** Opening THE DATA block **
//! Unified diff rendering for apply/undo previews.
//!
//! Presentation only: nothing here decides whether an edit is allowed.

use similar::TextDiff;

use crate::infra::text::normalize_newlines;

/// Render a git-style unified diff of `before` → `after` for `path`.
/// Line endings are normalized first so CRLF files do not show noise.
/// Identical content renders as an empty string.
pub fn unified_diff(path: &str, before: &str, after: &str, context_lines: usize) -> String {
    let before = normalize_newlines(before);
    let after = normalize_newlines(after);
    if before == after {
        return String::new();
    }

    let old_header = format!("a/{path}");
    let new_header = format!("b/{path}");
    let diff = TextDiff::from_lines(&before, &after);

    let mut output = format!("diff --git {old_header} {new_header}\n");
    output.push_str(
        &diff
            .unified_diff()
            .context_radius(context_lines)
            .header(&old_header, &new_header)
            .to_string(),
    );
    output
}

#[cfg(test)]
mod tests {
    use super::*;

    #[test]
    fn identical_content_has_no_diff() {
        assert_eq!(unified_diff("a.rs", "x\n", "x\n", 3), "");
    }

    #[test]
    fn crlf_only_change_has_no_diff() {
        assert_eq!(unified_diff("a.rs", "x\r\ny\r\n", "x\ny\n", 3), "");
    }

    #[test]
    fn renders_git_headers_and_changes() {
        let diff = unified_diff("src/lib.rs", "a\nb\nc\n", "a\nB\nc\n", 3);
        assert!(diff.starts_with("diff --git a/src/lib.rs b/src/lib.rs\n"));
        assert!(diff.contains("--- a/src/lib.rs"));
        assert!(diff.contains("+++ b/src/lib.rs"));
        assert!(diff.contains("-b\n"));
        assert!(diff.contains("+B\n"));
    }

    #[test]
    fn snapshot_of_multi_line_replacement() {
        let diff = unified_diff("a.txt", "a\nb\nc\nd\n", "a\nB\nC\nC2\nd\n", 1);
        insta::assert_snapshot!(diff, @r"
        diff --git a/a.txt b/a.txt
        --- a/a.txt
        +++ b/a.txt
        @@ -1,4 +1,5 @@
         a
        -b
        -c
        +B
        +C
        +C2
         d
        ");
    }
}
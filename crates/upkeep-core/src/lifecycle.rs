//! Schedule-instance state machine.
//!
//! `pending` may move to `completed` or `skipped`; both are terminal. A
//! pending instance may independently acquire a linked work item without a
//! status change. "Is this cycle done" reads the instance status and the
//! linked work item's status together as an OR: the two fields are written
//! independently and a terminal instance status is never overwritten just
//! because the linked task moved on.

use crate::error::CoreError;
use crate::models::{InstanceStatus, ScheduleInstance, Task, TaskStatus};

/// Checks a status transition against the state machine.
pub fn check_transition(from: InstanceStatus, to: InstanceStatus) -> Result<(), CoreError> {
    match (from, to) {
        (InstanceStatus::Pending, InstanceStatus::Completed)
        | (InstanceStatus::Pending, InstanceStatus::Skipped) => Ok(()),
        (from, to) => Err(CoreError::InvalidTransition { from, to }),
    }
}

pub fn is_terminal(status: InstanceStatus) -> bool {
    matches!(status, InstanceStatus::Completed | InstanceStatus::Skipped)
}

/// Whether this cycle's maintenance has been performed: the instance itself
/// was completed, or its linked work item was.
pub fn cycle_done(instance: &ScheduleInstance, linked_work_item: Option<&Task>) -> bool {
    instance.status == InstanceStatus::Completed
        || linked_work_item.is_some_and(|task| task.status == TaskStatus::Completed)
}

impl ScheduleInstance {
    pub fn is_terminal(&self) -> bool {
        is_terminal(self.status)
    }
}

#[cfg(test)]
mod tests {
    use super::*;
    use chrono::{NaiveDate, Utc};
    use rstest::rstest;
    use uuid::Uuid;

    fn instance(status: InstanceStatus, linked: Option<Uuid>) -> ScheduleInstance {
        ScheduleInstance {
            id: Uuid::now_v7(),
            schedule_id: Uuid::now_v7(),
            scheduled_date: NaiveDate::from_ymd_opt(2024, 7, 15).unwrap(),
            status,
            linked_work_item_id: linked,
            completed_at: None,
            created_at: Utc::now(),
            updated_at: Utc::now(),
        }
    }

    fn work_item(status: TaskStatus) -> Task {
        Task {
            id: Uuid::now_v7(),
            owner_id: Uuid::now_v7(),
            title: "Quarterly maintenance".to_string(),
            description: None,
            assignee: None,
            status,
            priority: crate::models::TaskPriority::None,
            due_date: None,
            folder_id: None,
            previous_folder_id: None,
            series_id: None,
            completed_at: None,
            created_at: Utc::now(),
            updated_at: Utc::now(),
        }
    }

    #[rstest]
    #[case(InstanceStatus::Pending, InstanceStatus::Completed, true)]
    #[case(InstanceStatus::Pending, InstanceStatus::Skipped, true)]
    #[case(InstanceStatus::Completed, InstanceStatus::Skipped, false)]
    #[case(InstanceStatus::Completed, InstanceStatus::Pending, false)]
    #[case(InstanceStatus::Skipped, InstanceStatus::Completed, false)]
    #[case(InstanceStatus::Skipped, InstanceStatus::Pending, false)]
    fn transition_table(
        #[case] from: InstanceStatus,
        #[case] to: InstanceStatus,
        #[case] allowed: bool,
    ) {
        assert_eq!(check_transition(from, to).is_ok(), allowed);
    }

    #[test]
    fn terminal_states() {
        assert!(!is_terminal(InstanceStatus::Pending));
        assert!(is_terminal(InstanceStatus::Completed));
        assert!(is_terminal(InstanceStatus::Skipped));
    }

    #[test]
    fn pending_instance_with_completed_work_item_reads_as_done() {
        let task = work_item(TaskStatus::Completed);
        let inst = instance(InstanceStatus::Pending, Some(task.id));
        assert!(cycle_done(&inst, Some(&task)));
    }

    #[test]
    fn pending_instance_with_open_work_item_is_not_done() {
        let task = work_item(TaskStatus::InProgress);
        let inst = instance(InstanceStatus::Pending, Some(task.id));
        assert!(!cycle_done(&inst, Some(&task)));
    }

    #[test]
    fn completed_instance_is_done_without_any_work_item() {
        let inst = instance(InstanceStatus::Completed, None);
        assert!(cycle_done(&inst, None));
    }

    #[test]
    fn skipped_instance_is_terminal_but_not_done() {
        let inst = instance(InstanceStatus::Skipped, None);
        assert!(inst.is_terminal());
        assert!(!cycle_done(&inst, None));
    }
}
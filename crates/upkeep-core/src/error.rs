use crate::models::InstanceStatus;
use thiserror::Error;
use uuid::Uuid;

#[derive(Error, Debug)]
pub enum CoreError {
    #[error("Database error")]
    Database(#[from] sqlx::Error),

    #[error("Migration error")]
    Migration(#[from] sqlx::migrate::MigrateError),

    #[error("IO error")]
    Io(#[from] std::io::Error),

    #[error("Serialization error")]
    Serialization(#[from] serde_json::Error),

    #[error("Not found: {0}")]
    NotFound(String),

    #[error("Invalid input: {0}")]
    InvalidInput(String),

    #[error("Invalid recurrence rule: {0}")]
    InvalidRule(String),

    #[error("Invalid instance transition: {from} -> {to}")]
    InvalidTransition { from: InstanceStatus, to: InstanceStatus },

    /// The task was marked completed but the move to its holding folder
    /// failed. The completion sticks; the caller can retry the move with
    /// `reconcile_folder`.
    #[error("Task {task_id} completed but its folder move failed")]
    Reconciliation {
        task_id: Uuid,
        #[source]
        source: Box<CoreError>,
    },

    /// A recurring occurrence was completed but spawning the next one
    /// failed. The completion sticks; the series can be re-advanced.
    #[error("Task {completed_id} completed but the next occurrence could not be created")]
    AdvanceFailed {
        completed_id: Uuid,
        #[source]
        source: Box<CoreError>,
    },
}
** Closing THE DATA block **
- ABOUT THIS TASK
Look through the listing above and copy each line where the string "InvalidTransition" occurs.

- RESULT FOR THIS EXERCISE
        (from, to) => Err(CoreError::InvalidTransition { from, to }),
    InvalidTransition { from: InstanceStatus, to: InstanceStatus },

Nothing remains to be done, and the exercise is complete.